With its origins in Fagersta, Sweden, Seco Tools is a provider of metal cutting solutions for indexable milling, solid milling, turning, holemaking, threading and tooling systems. When Jan Gravningsbråten came up with an idea for how to reduce waste in the tool production process, little did he realize the potential effect it could have on the Seco business. Several years later, his idea is able to track ten billion tools that in turn can generate a huge amount of insight into how Seco’s products are used.
Back in 2018 Gravningsbråten, who is an R&D technician in the Innovation Lab in Fagersta, Sweden, noticed that when faults occurred in the production process, it was impossible to identify the individual tools that were affected as each tool was only identifiable by a batch number. Gravningsbråten stated that one could have 10,000 or 20,000 in a batch and it was impossible to work out which ones might have been affected by a production fault, so the technicians would have to start all over again. That is not really economically viable.
The challenge was to find a way to make each tool individually identifiable, and that’s when the lightbulb went on for him – data matrix codes, which are similar to QR (quick response) codes. Gravningsbråten explained that Seco has chosen a series of ten billion numbers for its codes, and can fully trace each tool marked with them using software where the company collects all the codes from the machines that produce the tools.
Originally invented in 1987, data matrix codes are two-dimensional codes often used to track objects in industrial processes. The codes are put on each Turbo 16 tool, one of the most popular tools in the Seco Tools range, using a laser-printing process. Putting data matrix codes on each tool deployed out in the field will in the future allow both customers and Seco Tools to track it through its working life.
The codes also are compatible with the Seco Assistant, an app which contains a wealth of useful information for clients and that allows them to make calculations and scan their tools directly to find out more about them. Micael Baudin, specialist in digitalization at Seco Tools, stated that, ideally, clients would input data about how they use the tool into the system – what machine they use, when it is installed, how long it is used for and for what purpose. Scanning the codes on the tool would then bring up all that data, which basically is the life story of the tool.
Together with Gravningsbråten and a small team, they found a way to use lasers to print the codes on tools. Gravningsbråten stated that the vision is to be able to support the customer if there is a problem using the tool in certain ways – Seco can see what it has been used for in the past and based on that it can try to find a solution to their issue, no matter where they are in the world.
Data collected from these tools can then be fed back into the R&D process, improving the next generation of products. Gravningsbråten said that if the data matrix codes are still readable they can be used to sort products that are returned to Seco, which makes the process of recycling much easier. The company will be able to sort the different metal compounds quickly so that it can re-use as much of them as possible, which is a real plus when it comes to its sustainability work.

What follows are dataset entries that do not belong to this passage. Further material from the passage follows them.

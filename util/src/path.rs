use std::{collections::VecDeque, hash::Hash};

use glam::IVec2;
use pathfinding::prelude::astar;

use crate::{HashSet, VecExt, DIR_8};

/// Generate a shortest paths map on a grid according to a neighbors function.
pub fn dijkstra_map<'a, T, I>(
    mut neighbors: impl FnMut(&T) -> I + 'a,
    starts: impl IntoIterator<Item = T>,
) -> impl Iterator<Item = (T, usize)> + 'a
where
    T: Clone + Eq + Hash + 'a,
    I: IntoIterator<Item = T>,
{
    let mut edge: VecDeque<(T, usize)> =
        starts.into_iter().map(|s| (s, 0)).collect();
    let mut seen = HashSet::default();

    std::iter::from_fn(move || {
        // Candidates are in a queue and consumed first-in, first-out. This
        // should guarantee that the first time a node is popped from the queue
        // it shows the shortest path length from start to that node.

        while let Some((node, len)) = edge.pop_front() {
            if !seen.contains(&node) {
                seen.insert(node.clone());
                for n in neighbors(&node) {
                    edge.push_back((n, len + 1));
                }
                return Some((node, len));
            }
        }
        None
    })
}

/// Combinator for limiting flood fill to a given distance.
pub fn within_range<T>(n: usize) -> impl FnMut(&(T, usize)) -> bool {
    move |&(_, k)| k < n
}

/// Find a shortest 8-connected path between two points.
///
/// The returned path starts from the step after `start` and ends at `goal`.
/// Only points accepted by `passable` are stepped on, so the goal must be
/// passable for a path to exist. Returns `None` if the goal can't be
/// reached.
///
/// Uses the chessboard metric as the heuristic. It never overestimates the
/// remaining number of king's moves, so the first path found is a shortest
/// one.
pub fn astar_path(
    start: IVec2,
    goal: IVec2,
    mut passable: impl FnMut(IVec2) -> bool,
) -> Option<Vec<IVec2>> {
    let (mut path, _) = astar(
        &start,
        |&p| {
            DIR_8
                .iter()
                .map(move |&d| p + d)
                .filter(|&q| passable(q))
                .map(|q| (q, 1))
                .collect::<Vec<_>>()
        },
        |&p| (goal - p).chess_len(),
        |&p| p == goal,
    )?;
    // Drop the starting point.
    path.remove(0);
    Some(path)
}

#[cfg(test)]
mod test {
    use glam::ivec2;
    use quickcheck_macros::quickcheck;

    use super::*;
    use crate::{Grid, HashMap};

    /// Deterministic pseudorandom obstacle layout.
    fn obstacles(seed: u64, grid: Grid) -> HashSet<IVec2> {
        let mut x = seed | 1;
        grid.iter()
            .filter(|_| {
                x ^= x << 13;
                x ^= x >> 7;
                x ^= x << 17;
                x % 10 < 3
            })
            .collect()
    }

    #[test]
    fn straight_and_diagonal() {
        let open = |p: IVec2| Grid::new(10, 10).contains(p);

        assert_eq!(astar_path(ivec2(2, 2), ivec2(2, 2), open), Some(vec![]));
        assert_eq!(
            astar_path(ivec2(0, 0), ivec2(3, 3), open),
            Some(vec![ivec2(1, 1), ivec2(2, 2), ivec2(3, 3)])
        );
        assert_eq!(astar_path(ivec2(0, 0), ivec2(9, 4), open).unwrap().len(), 9);
    }

    #[test]
    fn unreachable_goal() {
        // Wall across the whole map.
        let passable = |p: IVec2| Grid::new(10, 10).contains(p) && p.x != 5;
        assert_eq!(astar_path(ivec2(0, 0), ivec2(9, 9), passable), None);
    }

    #[test]
    fn bfs_distances() {
        let grid = Grid::new(5, 5);
        let map: HashMap<IVec2, usize> = dijkstra_map(
            move |&p: &IVec2| {
                DIR_8
                    .iter()
                    .map(move |&d| p + d)
                    .filter(move |&q| grid.contains(q))
            },
            [ivec2(0, 0)],
        )
        .collect();
        assert_eq!(map.len(), 25);
        assert_eq!(map[&ivec2(4, 4)], 4);
        assert_eq!(map[&ivec2(4, 1)], 4);

        let near: Vec<_> = dijkstra_map(
            move |&p: &IVec2| {
                DIR_8
                    .iter()
                    .map(move |&d| p + d)
                    .filter(move |&q| grid.contains(q))
            },
            [ivec2(2, 2)],
        )
        .take_while(within_range(2))
        .collect();
        assert_eq!(near.len(), 9);
    }

    #[quickcheck]
    fn astar_is_optimal(seed: u64, goal: (u8, u8)) -> bool {
        let grid = Grid::new(12, 12);
        let mut walls = obstacles(seed, grid);
        let start = ivec2(0, 0);
        let goal = ivec2(goal.0 as i32 % 12, goal.1 as i32 % 12);
        walls.remove(&start);

        let passable = |p: IVec2| grid.contains(p) && !walls.contains(&p);

        let oracle = pathfinding::prelude::bfs(
            &start,
            |&p| {
                DIR_8
                    .iter()
                    .map(move |&d| p + d)
                    .filter(|&q| passable(q))
                    .collect::<Vec<_>>()
            },
            |&p| p == goal,
        );

        match (astar_path(start, goal, passable), oracle) {
            (None, None) => true,
            (Some(path), Some(bfs)) => {
                // BFS path includes the start point.
                let steps_ok = path
                    .iter()
                    .zip(std::iter::once(&start).chain(path.iter()))
                    .all(|(a, b)| (*a - *b).is_adjacent() && passable(*a));
                steps_ok
                    && path.len() == bfs.len() - 1
                    && path.last() == Some(&goal)
            }
            _ => false,
        }
    }
}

Baudin stated that, so far, Seco has used the idea with one product, and it is ironing out the teething problems, but ideally it would like to see a situation where customers agree when buying products from the company that they will return them to it at the end of their useful lives. When they do so, the company can scan these codes and see what has happened to them in their lifetime.

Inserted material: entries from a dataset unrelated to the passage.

//! Game logic layer machinery.

/// How far can creatures see by default.
pub const FOV_RADIUS: i32 = 10;

/// Energy an actor must accumulate before it can take an action.
pub const ENERGY_THRESHOLD: i32 = 100;

/// Energy gained per dispatch by an actor of ordinary speed.
pub const DEFAULT_SPEED: i32 = 100;

/// How far wandering creatures plan their strolls.
pub const WANDER_RANGE: usize = 8;

mod action;
pub use action::{Action, ClimbDirection, Rejection};

mod ai;
pub use ai::{AiState, Autoplay};

mod config;
pub use config::Config;

pub mod ecs;

mod entity;
pub use entity::Entity;

mod item;
pub use item::{EquipableStats, EquipmentSlot};

mod level;
pub use level::{DungeonLevel, LevelId};

mod location;
pub use location::{Location, Place};

pub mod mapgen;

mod mob;
pub use mob::{CombatStats, Controller, Faction};

mod msg;
pub use msg::Msg;

mod pathing;
pub use pathing::BlindPath;

mod pathmap;
pub use pathmap::{Pathmap, UNREACHABLE};

pub mod prelude;

pub mod prototypes;

mod runtime;
pub use runtime::{InputSource, Runtime, StepOutcome};

mod scheduler;
pub use scheduler::ActorDispenser;

mod terrain;
pub use terrain::Terrain;

mod vision;
pub use vision::Vision;

/// Failures of engine operations that callers are expected to handle.
#[derive(Debug, thiserror::Error)]
pub enum Error {
    #[error("position {0} is outside the level")]
    OutOfBounds(glam::IVec2),
    #[error("failed to allocate map buffer: {0}")]
    Allocation(#[from] std::collections::TryReserveError),
    #[error(transparent)]
    Fov(#[from] fov::Error),
}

For Gravningsbråten, the biggest benefit is to be found in the sustainability aspect of the project. He stated that if one imagines that Seco could say to a customer that they had to send the tools back to the company when they were finished with them – there might even be a situation in the future where they are not allowed to simply dump old tools and that they are required to recycle them. There are a lot of benefits, being able to help customers immediately, but automizing the recycling process and being able to sort different metals and coatings using this data matrix could quickly change things for the better.
The use of the data matrix codes has huge potential in terms of transforming how Seco Tools does business.
Thomas Norström, senior R&D manager, stated that he sees many opportunities based on this technology for future digital solutions, solving pain points and increasing productivity, both in Seco Tools as well as at its customers. To make the company’s products smarter by connecting information to each individual item throughout the whole product life cycle will make a difference – Seco’s smart products will be able to answer questions like who are you, where do you come from, how should I use you and how have you been used.
The use cases on the data matrix technology will be part of a bigger initiative called Seco Beyond Hardware, and Norström will step out of his present role as senior R&D manager and step into a role as program manager for Seco Beyond Hardware. He stated that he is really excited about this. To be able to follow and support all these exciting solutions all the way, from ideas to products implemented internally or at the company’s end customers, will be very enjoyable.